(Stored data entries)

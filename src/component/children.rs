//! Declarative table of where each kind keeps its child references.
//!
//! `children` is never stored on the wire; it is derived from properties
//! by walking the paths listed here. Both the validator and the renderer
//! go through [`extract_children`], so this table is the only place that
//! knows which property names hold child ids.

use serde_json::{Map, Value};

use super::kind::ComponentKind;

/// One location in a property map that holds child id(s).
#[derive(Debug, Clone, Copy, PartialEq, Eq)]
pub enum ChildPath {
    /// An ordered array of ids at the given path.
    List(&'static [&'static str]),
    /// A single id at the given path.
    Single(&'static [&'static str]),
    /// An array of entries at the given path, each holding one id under the key.
    PerEntry(&'static [&'static str], &'static str),
}

const EXPLICIT_LIST: &[ChildPath] = &[ChildPath::List(&["children", "explicitList"])];
const SINGLE_CHILD: &[ChildPath] = &[ChildPath::Single(&["child"])];
const BRANCHES: &[ChildPath] = &[
    ChildPath::Single(&["thenChild"]),
    ChildPath::Single(&["elseChild"]),
];
const MODAL_SLOTS: &[ChildPath] = &[
    ChildPath::Single(&["entryPointChild"]),
    ChildPath::Single(&["contentChild"]),
];
const TAB_CHILDREN: &[ChildPath] = &[ChildPath::PerEntry(&["tabs"], "child")];

/// Child paths for a kind, in the order children are listed.
pub fn child_paths(kind: ComponentKind) -> &'static [ChildPath] {
    match kind {
        ComponentKind::Column | ComponentKind::Row | ComponentKind::List => EXPLICIT_LIST,
        ComponentKind::Card | ComponentKind::Button => SINGLE_CHILD,
        ComponentKind::Conditional => BRANCHES,
        ComponentKind::Modal => MODAL_SLOTS,
        ComponentKind::Tabs => TAB_CHILDREN,
        _ => &[],
    }
}

/// Derive the ordered child ids of a component from its properties.
///
/// Ids that are not strings are skipped.
pub fn extract_children(kind: ComponentKind, properties: &Map<String, Value>) -> Vec<String> {
    let mut children = Vec::new();

    for path in child_paths(kind) {
        match path {
            ChildPath::List(segments) => {
                if let Some(Value::Array(ids)) = lookup(properties, segments) {
                    children.extend(ids.iter().filter_map(child_id));
                }
            }
            ChildPath::Single(segments) => {
                if let Some(id) = lookup(properties, segments).and_then(child_id) {
                    children.push(id);
                }
            }
            ChildPath::PerEntry(segments, key) => {
                if let Some(Value::Array(entries)) = lookup(properties, segments) {
                    children.extend(
                        entries
                            .iter()
                            .filter_map(|entry| entry.get(*key))
                            .filter_map(child_id),
                    );
                }
            }
        }
    }

    children
}

fn lookup<'a>(properties: &'a Map<String, Value>, segments: &[&str]) -> Option<&'a Value> {
    let (first, rest) = segments.split_first()?;
    let mut current = properties.get(*first)?;
    for segment in rest {
        current = current.get(*segment)?;
    }
    Some(current)
}

fn child_id(value: &Value) -> Option<String> {
    match value.as_str() {
        Some(id) if !id.is_empty() => Some(id.to_string()),
        _ => None,
    }
}
//! HTTP client for the chat endpoint.

use std::collections::VecDeque;
use std::time::Duration;

use async_trait::async_trait;
use reqwest::Client;
use serde_json::json;
use tokio::time::{timeout_at, Instant};

use super::sse::{Frame, SseDecoder};
use super::{FrameSource, TransportError};
use crate::config::TransportConfig;

/// POSTs a chat message and streams back the generator's frames.
#[derive(Clone)]
pub struct ChatClient {
    client: Client,
    endpoint: String,
    idle_timeout: Duration,
}

impl ChatClient {
    pub fn new(config: &TransportConfig) -> Result<Self, TransportError> {
        let client = Client::builder()
            .connect_timeout(Duration::from_secs(config.connect_timeout_seconds.into()))
            .build()
            .map_err(TransportError::Client)?;

        Ok(Self {
            client,
            endpoint: config.endpoint.clone(),
            idle_timeout: Duration::from_secs(config.idle_timeout_seconds.into()),
        })
    }

    pub fn endpoint(&self) -> &str {
        &self.endpoint
    }

    /// Open the stream for one turn.
    ///
    /// # Errors
    /// `Connect` if the request cannot be sent, `Status` for a non-2xx
    /// response (the body is read for the message).
    pub async fn open(&self, message: &str) -> Result<ChatStream, TransportError> {
        let response = self
            .client
            .post(&self.endpoint)
            .header(reqwest::header::ACCEPT, "text/event-stream")
            .json(&json!({ "message": message }))
            .send()
            .await
            .map_err(|e| TransportError::Connect {
                endpoint: self.endpoint.clone(),
                source: e,
            })?;

        let status = response.status();
        if !status.is_success() {
            let body = response.text().await.unwrap_or_default();
            return Err(TransportError::Status {
                status: status.as_u16(),
                body,
            });
        }

        tracing::debug!(endpoint = %self.endpoint, status = status.as_u16(), "Chat stream opened");

        Ok(ChatStream {
            response,
            decoder: SseDecoder::new(),
            ready: VecDeque::new(),
            idle_timeout: self.idle_timeout,
            last_activity: Instant::now(),
            ended: false,
        })
    }
}

/// Frames of one open response body.
pub struct ChatStream {
    response: reqwest::Response,
    decoder: SseDecoder,
    ready: VecDeque<Frame>,
    idle_timeout: Duration,
    last_activity: Instant,
    ended: bool,
}

impl ChatStream {
    fn queue_event(&mut self, data: &str) {
        match Frame::parse(data) {
            Ok(frame) => self.ready.push_back(frame),
            Err(e) => tracing::warn!(error = %e, "Skipping frame that is not valid JSON"),
        }
    }
}

#[async_trait]
impl FrameSource for ChatStream {
    async fn next_frame(&mut self) -> Result<Option<Frame>, TransportError> {
        loop {
            if let Some(frame) = self.ready.pop_front() {
                return Ok(Some(frame));
            }
            if self.ended {
                return Ok(None);
            }

            let deadline = self.last_activity + self.idle_timeout;
            let chunk = timeout_at(deadline, self.response.chunk())
                .await
                .map_err(|_| TransportError::IdleTimeout {
                    duration: self.idle_timeout.as_secs(),
                })?
                .map_err(TransportError::Read)?;

            self.last_activity = Instant::now();
            match chunk {
                Some(bytes) => {
                    for event in self.decoder.push(&bytes) {
                        self.queue_event(&event);
                    }
                }
                None => {
                    self.ended = true;
                    if let Some(event) = self.decoder.finish() {
                        self.queue_event(&event);
                    }
                }
            }
        }
    }
}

* **WORK ITEM**:
A complete, exact transcription of the data above is the required answer.

* **SOLUTION**:
filename src/component/children.rs
//! Declarative table of where each kind keeps its child references.
//!
//! `children` is never stored on the wire; it is derived from properties
//! by walking the paths listed here. Both the validator and the renderer
//! go through [`extract_children`], so this table is the only place that
//! knows which property names hold child ids.

use serde_json::{Map, Value};

use super::kind::ComponentKind;

/// One location in a property map that holds child id(s).
#[derive(Debug, Clone, Copy, PartialEq, Eq)]
pub enum ChildPath {
    /// An ordered array of ids at the given path.
    List(&'static [&'static str]),
    /// A single id at the given path.
    Single(&'static [&'static str]),
    /// An array of entries at the given path, each holding one id under the key.
    PerEntry(&'static [&'static str], &'static str),
}

const EXPLICIT_LIST: &[ChildPath] = &[ChildPath::List(&["children", "explicitList"])];
const SINGLE_CHILD: &[ChildPath] = &[ChildPath::Single(&["child"])];
const BRANCHES: &[ChildPath] = &[
    ChildPath::Single(&["thenChild"]),
    ChildPath::Single(&["elseChild"]),
];
const MODAL_SLOTS: &[ChildPath] = &[
    ChildPath::Single(&["entryPointChild"]),
    ChildPath::Single(&["contentChild"]),
];
const TAB_CHILDREN: &[ChildPath] = &[ChildPath::PerEntry(&["tabs"], "child")];

/// Child paths for a kind, in the order children are listed.
pub fn child_paths(kind: ComponentKind) -> &'static [ChildPath] {
    match kind {
        ComponentKind::Column | ComponentKind::Row | ComponentKind::List => EXPLICIT_LIST,
        ComponentKind::Card | ComponentKind::Button => SINGLE_CHILD,
        ComponentKind::Conditional => BRANCHES,
        ComponentKind::Modal => MODAL_SLOTS,
        ComponentKind::Tabs => TAB_CHILDREN,
        _ => &[],
    }
}

/// Derive the ordered child ids of a component from its properties.
///
/// Ids that are not strings are skipped.
pub fn extract_children(kind: ComponentKind, properties: &Map<String, Value>) -> Vec<String> {
    let mut children = Vec::new();

    for path in child_paths(kind) {
        match path {
            ChildPath::List(segments) => {
                if let Some(Value::Array(ids)) = lookup(properties, segments) {
                    children.extend(ids.iter().filter_map(child_id));
                }
            }
            ChildPath::Single(segments) => {
                if let Some(id) = lookup(properties, segments).and_then(child_id) {
                    children.push(id);
                }
            }
            ChildPath::PerEntry(segments, key) => {
                if let Some(Value::Array(entries)) = lookup(properties, segments) {
                    children.extend(
                        entries
                            .iter()
                            .filter_map(|entry| entry.get(*key))
                            .filter_map(child_id),
                    );
                }
            }
        }
    }

    children
}

fn lookup<'a>(properties: &'a Map<String, Value>, segments: &[&str]) -> Option<&'a Value> {
    let (first, rest) = segments.split_first()?;
    let mut current = properties.get(*first)?;
    for segment in rest {
        current = current.get(*segment)?;
    }
    Some(current)
}

fn child_id(value: &Value) -> Option<String> {
    match value.as_str() {
        Some(id) if !id.is_empty() => Some(id.to_string()),
        _ => None,
    }
}
//! HTTP client for the chat endpoint.

use std::collections::VecDeque;
use std::time::Duration;

use async_trait::async_trait;
use reqwest::Client;
use serde_json::json;
use tokio::time::{timeout_at, Instant};

use super::sse::{Frame, SseDecoder};
use super::{FrameSource, TransportError};
use crate::config::TransportConfig;

/// POSTs a chat message and streams back the generator's frames.
#[derive(Clone)]
pub struct ChatClient {
    client: Client,
    endpoint: String,
    idle_timeout: Duration,
}

impl ChatClient {
    pub fn new(config: &TransportConfig) -> Result<Self, TransportError> {
        let client = Client::builder()
            .connect_timeout(Duration::from_secs(config.connect_timeout_seconds.into()))
            .build()
            .map_err(TransportError::Client)?;

        Ok(Self {
            client,
            endpoint: config.endpoint.clone(),
            idle_timeout: Duration::from_secs(config.idle_timeout_seconds.into()),
        })
    }

    pub fn endpoint(&self) -> &str {
        &self.endpoint
    }

    /// Open the stream for one turn.
    ///
    /// # Errors
    /// `Connect` if the request cannot be sent, `Status` for a non-2xx
    /// response (the body is read for the message).
    pub async fn open(&self, message: &str) -> Result<ChatStream, TransportError> {
        let response = self
            .client
            .post(&self.endpoint)
            .header(reqwest::header::ACCEPT, "text/event-stream")
            .json(&json!({ "message": message }))
            .send()
            .await
            .map_err(|e| TransportError::Connect {
                endpoint: self.endpoint.clone(),
                source: e,
            })?;

        let status = response.status();
        if !status.is_success() {
            let body = response.text().await.unwrap_or_default();
            return Err(TransportError::Status {
                status: status.as_u16(),
                body,
            });
        }

        tracing::debug!(endpoint = %self.endpoint, status = status.as_u16(), "Chat stream opened");

        Ok(ChatStream {
            response,
            decoder: SseDecoder::new(),
            ready: VecDeque::new(),
            idle_timeout: self.idle_timeout,
            last_activity: Instant::now(),
            ended: false,
        })
    }
}

/// Frames of one open response body.
pub struct ChatStream {
    response: reqwest::Response,
    decoder: SseDecoder,
    ready: VecDeque<Frame>,
    idle_timeout: Duration,
    last_activity: Instant,
    ended: bool,
}

impl ChatStream {
    fn queue_event(&mut self, data: &str) {
        match Frame::parse(data) {
            Ok(frame) => self.ready.push_back(frame),
            Err(e) => tracing::warn!(error = %e, "Skipping frame that is not valid JSON"),
        }
    }
}

#[async_trait]
impl FrameSource for ChatStream {
    async fn next_frame(&mut self) -> Result<Option<Frame>, TransportError> {
        loop {
            if let Some(frame) = self.ready.pop_front() {
                return Ok(Some(frame));
            }
            if self.ended {
                return Ok(None);
            }

            let deadline = self.last_activity + self.idle_timeout;
            let chunk = timeout_at(deadline, self.response.chunk())
                .await
                .map_err(|_| TransportError::IdleTimeout {
                    duration: self.idle_timeout.as_secs(),
                })?
                .map_err(TransportError::Read)?;

            self.last_activity = Instant::now();
            match chunk {
                Some(bytes) => {
                    for event in self.decoder.push(&bytes) {
                        self.queue_event(&event);
                    }
                }
                None => {
                    self.ended = true;
                    if let Some(event) = self.decoder.finish() {
                        self.queue_event(&event);
                    }
                }
            }
        }
    }
}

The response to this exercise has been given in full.